# Rec.gov SHUTDOWN



## smiley_n_mt (May 19, 2014)

HUGE groan. I got my permit application in (whether I get to see it drawn or not, we'll see) and was working on my wife's when the website shutdown. Holy crap!
Here's the screenshot:


----------



## Spindrift (Nov 8, 2016)

Yep. Happened to me right 0010 EST. Looking at a campground and then whamo, good thing I put in for my permits yesterday.


----------



## yak1 (Jan 28, 2006)

I'm waiting to 8am to find out if my CG reservations are going to be honored or I'm out in the cold (so to speak) for my 11 days I have reserved and paid for in the Everglades. This is the second time I've been shut out of the Parks. Although it sounds like I won't get charged with felony hiking or paddling if we go in..... maybe.


----------



## iSki (Oct 11, 2005)

*Groan*

Our elected officials hard at work...


----------



## LSB (Mar 23, 2004)

Fuckem! Time to poach.


----------



## Infidien (May 27, 2013)

Interesting, since rec.gov it's a private business


----------



## Andy H. (Oct 13, 2003)

Infidien said:


> Interesting, since rec.gov it's a private business


Over my career I've done a mix of private and government contract work cleaning up toxic waste sites.

Basically once the shutdown begins most government contractors are told not to expend any funds (do any work). So in the weeks prior, there's lots of uncertainty and stress, and lots of extra effort spent in the process of mothballing projects. With complex projects this can be a significant effort with flying people back home from remote field projects, making arrangements to store equipment, and so forth. And you have no certainty when the project can start back up. 

Then the contractors have to sit idle during the shutdown and start back up once a funding measure gets passed. This all adds a lot of costs to projects due to lost productivity, attrition by gvt. and contractor employees and subsequent loss of institutional knowledge, and also places a heavy burden on the contractors serving the government. 

Lots of projects are just cancelled in the shell game to fund inefficiency due to the shutdown and through the compromise process to get the government running again.
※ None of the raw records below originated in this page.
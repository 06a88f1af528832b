use chrono::Utc;
use tracing::debug;

use cartstore_core::errors::StorageError;
use cartstore_core::ports::KeyValueStore;

use super::RepositoryError;
use crate::DbPool;

/// SQLite-backed key-value store. Each `set` is a single upsert, so a value is
/// either fully replaced or left as it was.
pub struct SqlKeyValueStore {
    pool: DbPool,
}

impl SqlKeyValueStore {
    pub fn new(pool: DbPool) -> Self {
        Self { pool }
    }

    pub fn pool(&self) -> &DbPool {
        &self.pool
    }

    async fn fetch(&self, key: &str) -> Result<Option<Vec<u8>>, RepositoryError> {
        let value = sqlx::query_scalar::<_, Vec<u8>>("SELECT value FROM kv_store WHERE key = ?")
            .bind(key)
            .fetch_optional(&self.pool)
            .await?;
        Ok(value)
    }

    async fn upsert(&self, key: &str, value: &[u8]) -> Result<(), RepositoryError> {
        sqlx::query(
            "INSERT INTO kv_store (key, value, updated_at) VALUES (?, ?, ?)
             ON CONFLICT(key) DO UPDATE SET value = excluded.value, updated_at = excluded.updated_at",
        )
        .bind(key)
        .bind(value)
        .bind(Utc::now().to_rfc3339())
        .execute(&self.pool)
        .await?;
        Ok(())
    }
}

#[async_trait::async_trait]
impl KeyValueStore for SqlKeyValueStore {
    async fn get(&self, key: &str) -> Result<Option<Vec<u8>>, StorageError> {
        let value = self.fetch(key).await?;
        debug!(event_name = "storage.kv.get", key, found = value.is_some(), "kv value read");
        Ok(value)
    }

    async fn set(&self, key: &str, value: &[u8]) -> Result<(), StorageError> {
        self.upsert(key, value).await?;
        debug!(event_name = "storage.kv.set", key, bytes = value.len(), "kv value written");
        Ok(())
    }
}
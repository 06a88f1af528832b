pub mod cart;
pub mod config;
pub mod doctor;
pub mod migrate;

use serde::Serialize;

use crate::bootstrap::BootstrapError;

#[derive(Debug, Clone)]
pub struct CommandResult {
    pub exit_code: u8,
    pub output: String,
}

#[derive(Debug, Serialize)]
struct CommandOutcome {
    command: String,
    status: String,
    error_class: Option<String>,
    message: String,
}

impl CommandResult {
    pub fn success(command: &str, message: impl Into<String>) -> Self {
        let payload = CommandOutcome {
            command: command.to_string(),
            status: "ok".to_string(),
            error_class: None,
            message: message.into(),
        };
        Self { exit_code: 0, output: serialize_payload(&payload) }
    }

    pub fn failure(
        command: &str,
        error_class: &str,
        message: impl Into<String>,
        exit_code: u8,
    ) -> Self {
        let payload = CommandOutcome {
            command: command.to_string(),
            status: "error".to_string(),
            error_class: Some(error_class.to_string()),
            message: message.into(),
        };
        Self { exit_code, output: serialize_payload(&payload) }
    }

    pub fn bootstrap_failure(command: &str, error: &BootstrapError) -> Self {
        Self::failure(command, error.error_class(), error.to_string(), error.exit_code())
    }

    /// Successful command with a command-specific payload.
    pub fn report(payload: &impl Serialize) -> Self {
        Self { exit_code: 0, output: serialize_payload(payload) }
    }
}

pub(crate) fn current_thread_runtime(
    command: &str,
) -> Result<tokio::runtime::Runtime, CommandResult> {
    tokio::runtime::Builder::new_current_thread().enable_all().build().map_err(|error| {
        CommandResult::failure(
            command,
            "runtime_init",
            format!("failed to initialize async runtime: {error}"),
            3,
        )
    })
}

fn serialize_payload(payload: &impl Serialize) -> String {
    serde_json::to_string(payload).unwrap_or_else(|error| {
        format!(
            "{{\"command\":\"unknown\",\"status\":\"error\",\"error_class\":\"serialization\",\"message\":\"{}\"}}",
            error.to_string().replace('\\', "\\\\").replace('"', "\\\"")
        )
    })
}
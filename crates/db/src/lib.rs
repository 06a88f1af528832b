pub mod connection;
pub mod migrations;
pub mod repositories;

pub use connection::{connect_with_config, connect_with_settings, DbPool};
pub use repositories::{InMemoryKeyValueStore, RepositoryError, SqlKeyValueStore};
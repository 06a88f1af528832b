//! Shopping-cart state for a storefront.
//!
//! [`store::CartStore`] holds the shopper's selection, persists it through a
//! [`ports::KeyValueStore`] and checks quantities against a
//! [`ports::InventoryClient`]. Failures surface as [`notify::Notice`]s.

pub mod config;
pub mod domain;
pub mod errors;
pub mod notify;
pub mod ports;
pub mod store;

pub use domain::cart::{Cart, CartItem};
pub use domain::product::{Product, ProductId, StockInfo};
pub use errors::{CartError, CartOperation, InventoryError, StorageError};
pub use notify::{InMemoryNotificationSink, Notice, NotificationSink, TracingNotificationSink};
pub use ports::{InventoryClient, KeyValueStore};
pub use store::{CartStore, CartStoreSettings, UpdateProductAmount};
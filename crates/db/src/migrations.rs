use sqlx::migrate::{MigrateError, Migrator};

use crate::DbPool;

pub static MIGRATOR: Migrator = sqlx::migrate!("../../migrations");

pub async fn run_pending(pool: &DbPool) -> Result<(), MigrateError> {
    MIGRATOR.run(pool).await
}
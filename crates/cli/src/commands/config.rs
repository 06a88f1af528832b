use std::env;
use std::fs;
use std::path::{Path, PathBuf};

use cartstore_core::config::{AppConfig, LoadOptions};
use secrecy::ExposeSecret;
use toml::Value;

struct Field<'a> {
    key: &'a str,
    env_keys: &'a [&'a str],
    value: String,
}

pub fn run() -> String {
    let config = match AppConfig::load(LoadOptions::default()) {
        Ok(config) => config,
        Err(error) => return format!("config validation failed: {error}"),
    };

    let config_file_path = detect_config_path();
    let config_file_doc = load_config_file_doc(config_file_path.as_deref());

    let api_token = match &config.inventory.api_token {
        Some(token) => redact_token(token.expose_secret()),
        None => "<unset>".to_string(),
    };

    let fields = [
        Field {
            key: "storage.url",
            env_keys: &["CARTSTORE_STORAGE_URL"],
            value: config.storage.url.clone(),
        },
        Field {
            key: "storage.max_connections",
            env_keys: &["CARTSTORE_STORAGE_MAX_CONNECTIONS"],
            value: config.storage.max_connections.to_string(),
        },
        Field {
            key: "storage.timeout_secs",
            env_keys: &["CARTSTORE_STORAGE_TIMEOUT_SECS"],
            value: config.storage.timeout_secs.to_string(),
        },
        Field {
            key: "storage.cart_key",
            env_keys: &["CARTSTORE_STORAGE_CART_KEY"],
            value: config.storage.cart_key.clone(),
        },
        Field {
            key: "inventory.base_url",
            env_keys: &["CARTSTORE_INVENTORY_BASE_URL"],
            value: config.inventory.base_url.clone(),
        },
        Field {
            key: "inventory.timeout_secs",
            env_keys: &["CARTSTORE_INVENTORY_TIMEOUT_SECS"],
            value: config.inventory.timeout_secs.to_string(),
        },
        Field {
            key: "inventory.api_token",
            env_keys: &["CARTSTORE_INVENTORY_API_TOKEN"],
            value: api_token,
        },
        Field {
            key: "cart.notify_unavailable_new_product",
            env_keys: &["CARTSTORE_CART_NOTIFY_UNAVAILABLE_NEW_PRODUCT"],
            value: config.cart.notify_unavailable_new_product.to_string(),
        },
        Field {
            key: "logging.level",
            env_keys: &["CARTSTORE_LOGGING_LEVEL", "CARTSTORE_LOG_LEVEL"],
            value: config.logging.level.clone(),
        },
        Field {
            key: "logging.format",
            env_keys: &["CARTSTORE_LOGGING_FORMAT", "CARTSTORE_LOG_FORMAT"],
            value: format!("{:?}", config.logging.format),
        },
    ];

    let mut lines = vec!["effective config (source precedence: env > file > default):".to_string()];
    for field in &fields {
        let source = field_source(
            field.key,
            field.env_keys,
            config_file_doc.as_ref(),
            config_file_path.as_deref(),
        );
        lines.push(render_line(field.key, &field.value, source));
    }

    lines.join("\n")
}

fn detect_config_path() -> Option<PathBuf> {
    [PathBuf::from("cartstore.toml"), PathBuf::from("config/cartstore.toml")]
        .into_iter()
        .find(|path| path.exists())
}

fn load_config_file_doc(path: Option<&Path>) -> Option<Value> {
    let path = path?;
    let raw = fs::read_to_string(path).ok()?;
    raw.parse::<Value>().ok()
}

fn field_source(
    key_path: &str,
    env_keys: &[&str],
    config_file_doc: Option<&Value>,
    config_file_path: Option<&Path>,
) -> String {
    if let Some(env_key) = env_keys.iter().find(|key| env::var_os(key).is_some()) {
        return format!("env ({env_key})");
    }

    if let Some(doc) = config_file_doc {
        if contains_path(doc, key_path) {
            let file_path = config_file_path
                .map(|path| path.display().to_string())
                .unwrap_or_else(|| "config file".to_string());
            return format!("file ({file_path})");
        }
    }

    "default".to_string()
}

fn contains_path(root: &Value, key_path: &str) -> bool {
    let mut current = root;
    for key in key_path.split('.') {
        let Some(next) = current.get(key) else {
            return false;
        };
        current = next;
    }
    true
}

fn render_line(key: &str, value: &str, source: String) -> String {
    format!("- {key} = {value} (source: {source})")
}

fn redact_token(token: &str) -> String {
    let trimmed = token.trim();
    if trimmed.is_empty() {
        return "<empty>".to_string();
    }

    if let Some((prefix, _)) = trimmed.split_once('-') {
        return format!("{prefix}-***");
    }

    "<redacted>".to_string()
}
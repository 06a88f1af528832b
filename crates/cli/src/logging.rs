use cartstore_core::config::{AppConfig, LoadOptions, LogFormat, LoggingConfig};
use tracing::Level;

/// Installs the global subscriber from the configured logging section, falling
/// back to defaults when the configuration does not load. Logs go to stderr so
/// stdout carries only command payloads.
pub fn init_from_env() {
    let logging = AppConfig::load(LoadOptions::default())
        .map(|config| config.logging)
        .unwrap_or_else(|_| AppConfig::default().logging);
    init(&logging);
}

pub fn init(config: &LoggingConfig) {
    let level = config.level.parse::<Level>().unwrap_or(Level::INFO);
    let builder = tracing_subscriber::fmt()
        .with_writer(std::io::stderr)
        .with_target(false)
        .with_max_level(level);

    // A subscriber may already be installed (tests, embedding); keep it.
    let _ = match config.format {
        LogFormat::Compact => builder.compact().try_init(),
        LogFormat::Pretty => builder.pretty().try_init(),
        LogFormat::Json => builder.json().try_init(),
    };
}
This happened to my grad school research funding in 1996 when the government shutdown happened and I had to find a new project and funding source to continue.

-AH


----------



## richp (Feb 27, 2005)

Hi Andy,

And if this runs true to past practice, all the "unessential" Federal employees who are not working will get paid anyway.

A further inefficiency, as this basically constitues a paid vacation for them.

Grrrr.

Rich Phillips


----------



## Andy H. (Oct 13, 2003)

richp said:


> Hi Andy,
> 
> And if this runs true to past practice, all the "unessential" Federal employees who are not working will get paid anyway.
> 
> ...


Rich, I beg to differ with the "paid vacation" characterization. 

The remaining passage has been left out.